The data is complicated

Oversimplification of hospitalization data can erroneously frame outcomes as “black and white,” remarked Dr. Graham Snyder, UPMC’s director of infection prevention and hospital epidemiology.

“It’s not just being hospitalized or not,” he said, “but how complicated or long is your hospitalization?”

For example, a study looking at Los Angeles hospitalizations from May through July 25 found that unvaccinated patients are more than twice as likely to be put on ventilators. Another study found that roughly half of these patients survive. But after, many are left with lung damage and delirium. Others can develop dangerous pressure ulcers or memory issues. Also, patients will likely need speech or physical therapy due to atrophy of their muscles that occurred while they were unconscious.

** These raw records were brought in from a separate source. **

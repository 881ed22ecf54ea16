//! Ranking endpoints: result ingestion, user rankings, leaderboards

use axum::{
    extract::{Path, Query, State},
    Json,
};
use serde::{Deserialize, Serialize};
use std::sync::Arc;
use utoipa::ToSchema;
use uuid::Uuid;

use arena_core::MatchResultEvent;

use crate::query::{self, LeaderboardResponse, UserRankingResponse};
use crate::state::AppState;
use crate::{ingest, ApiResult};

/// Acknowledgement for an ingested match result
#[derive(Debug, Serialize, ToSchema)]
pub struct IngestResponse {
    /// False when the event had already been applied.
    pub applied: bool,
}

#[derive(Debug, Deserialize)]
#[serde(rename_all = "camelCase")]
pub struct GameQuery {
    pub game_id: Option<String>,
}

#[derive(Debug, Deserialize)]
#[serde(rename_all = "camelCase")]
pub struct LeaderboardQuery {
    pub game_id: Option<String>,
    pub page: Option<u32>,
    pub page_size: Option<u32>,
}

/// Ingest a match result (idempotent, at-least-once delivery)
#[utoipa::path(
    post,
    path = "/api/v1/rankings/match-results",
    responses(
        (status = 200, description = "Applied (or already applied)", body = IngestResponse)
    ),
    tag = "rankings"
)]
pub async fn ingest_match_result(
    State(state): State<Arc<AppState>>,
    Json(event): Json<MatchResultEvent>,
) -> ApiResult<Json<IngestResponse>> {
    let applied = ingest::process(&state.db, event).await?;
    Ok(Json(IngestResponse { applied }))
}

/// Get a user's ranking for a game
#[utoipa::path(
    get,
    path = "/api/v1/rankings/users/{user_id}",
    params(
        ("user_id" = Uuid, Path, description = "User id"),
        ("gameId" = Option<String>, Query, description = "Game id, empty for global")
    ),
    responses(
        (status = 200, description = "User ranking", body = UserRankingResponse)
    ),
    tag = "rankings"
)]
pub async fn get_user_ranking(
    State(state): State<Arc<AppState>>,
    Path(user_id): Path<Uuid>,
    Query(query): Query<GameQuery>,
) -> ApiResult<Json<UserRankingResponse>> {
    let ranking =
        query::get_user_ranking(&state.db, user_id, query.game_id.as_deref().unwrap_or(""))
            .await?;
    Ok(Json(ranking))
}

/// Get a game's leaderboard
#[utoipa::path(
    get,
    path = "/api/v1/rankings/leaderboard",
    params(
        ("gameId" = Option<String>, Query, description = "Game id, empty for global"),
        ("page" = Option<u32>, Query, description = "Page number"),
        ("pageSize" = Option<u32>, Query, description = "Results per page (max 100)")
    ),
    responses(
        (status = 200, description = "Leaderboard page", body = LeaderboardResponse)
    ),
    tag = "rankings"
)]
pub async fn get_leaderboard(
    State(state): State<Arc<AppState>>,
    Query(query): Query<LeaderboardQuery>,
) -> ApiResult<Json<LeaderboardResponse>> {
    let page = query.page.unwrap_or(1).max(1);
    let page_size = query.page_size.unwrap_or(20).clamp(1, 100);

    let leaderboard = query::get_leaderboard(
        &state.db,
        query.game_id.as_deref().unwrap_or(""),
        page,
        page_size,
    )
    .await?;
    Ok(Json(leaderboard))
}
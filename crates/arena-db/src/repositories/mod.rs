//! Database repositories module
//!
//! Repository pattern over the shared pool, one repository per domain
//! area.

pub mod matches;
pub mod participant;
pub mod ranking;
pub mod tournament;

pub use matches::{MatchRepository, SlotFill};
pub use participant::ParticipantRepository;
pub use ranking::RankingRepository;
pub use tournament::{TournamentFilter, TournamentRepository};
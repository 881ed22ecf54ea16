//! Arena tournament service entry point.

use std::env;
use std::path::PathBuf;
use std::sync::Arc;

use arena_core::TournamentServiceConfig;
use arena_tournament::AppState;
use tracing_subscriber::{layer::SubscriberExt, util::SubscriberInitExt, EnvFilter};

#[tokio::main]
async fn main() -> anyhow::Result<()> {
    dotenvy::dotenv().ok();

    let config = load_config()?;
    init_logging(&config.http.log_level);
    config.validate()?;

    tracing::info!("initializing tournament service");
    let pool = arena_db::init(&config.database).await?;

    let addr = config.http.listen_addr.clone();
    let state = Arc::new(AppState::new(pool, config));
    arena_tournament::start_server(state, &addr).await?;

    tracing::info!("tournament service shutdown complete");
    Ok(())
}

fn init_logging(default_level: &str) {
    let filter = EnvFilter::try_from_default_env()
        .unwrap_or_else(|_| EnvFilter::new(format!("{default_level},sqlx=warn")));

    tracing_subscriber::registry()
        .with(filter)
        .with(
            tracing_subscriber::fmt::layer()
                .with_target(true)
                .with_file(true)
                .with_line_number(true),
        )
        .init();
}

fn load_config() -> anyhow::Result<TournamentServiceConfig> {
    let config_path = env::var("ARENA_TOURNAMENT_CONFIG")
        .map(PathBuf::from)
        .unwrap_or_else(|_| PathBuf::from("tournament.toml"));

    let mut config = if config_path.exists() {
        TournamentServiceConfig::from_file(&config_path)?
    } else {
        TournamentServiceConfig::default()
    };
    config.apply_env();
    Ok(config)
}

A misconception among some patients is that the vaccine can help them after they get sick. The vaccine is preventative medicine, so it only guards against coming down with an infection or serious illness.

There are a number of dynamic variables

The delta variant caused cases to surge after many older Americans were vaccinated. This made it difficult to parse out data to determine exactly how much benefit the vaccine provides.

Furthermore, September’s vaccine report includes Pennsylvanians who were fully vaccinated in mid-January all the way to people who only became fully vaccinated last month. But those who more recently got their shots have stronger immune responses. As a result, the risk of a COVID exposure varies greatly among this population.

The CDC has approved a Pfizer booster shot for those with certain health conditions or who are over 64. The same is expected for vaccines from Moderna and Johnson & Johnson.

Finally, the level of transmission in a community plays a role. The more virus that is circulating, the more breakthrough cases will occur. A Facebook post from Johns Hopkins Bloomberg School of Public Health likens the vaccine to snow boots. Though better than regular shoes, if snow is really high it can still get into someone’s boots “but at least you’re not getting frostbite.”

What’s clear, notes Linkov, is while various studies and datasets give different answers as to the exact degree of protection, all show that “no matter what data source you’re looking at–European, American–it appears that vaccines are effective at preventing those really adverse outcomes.”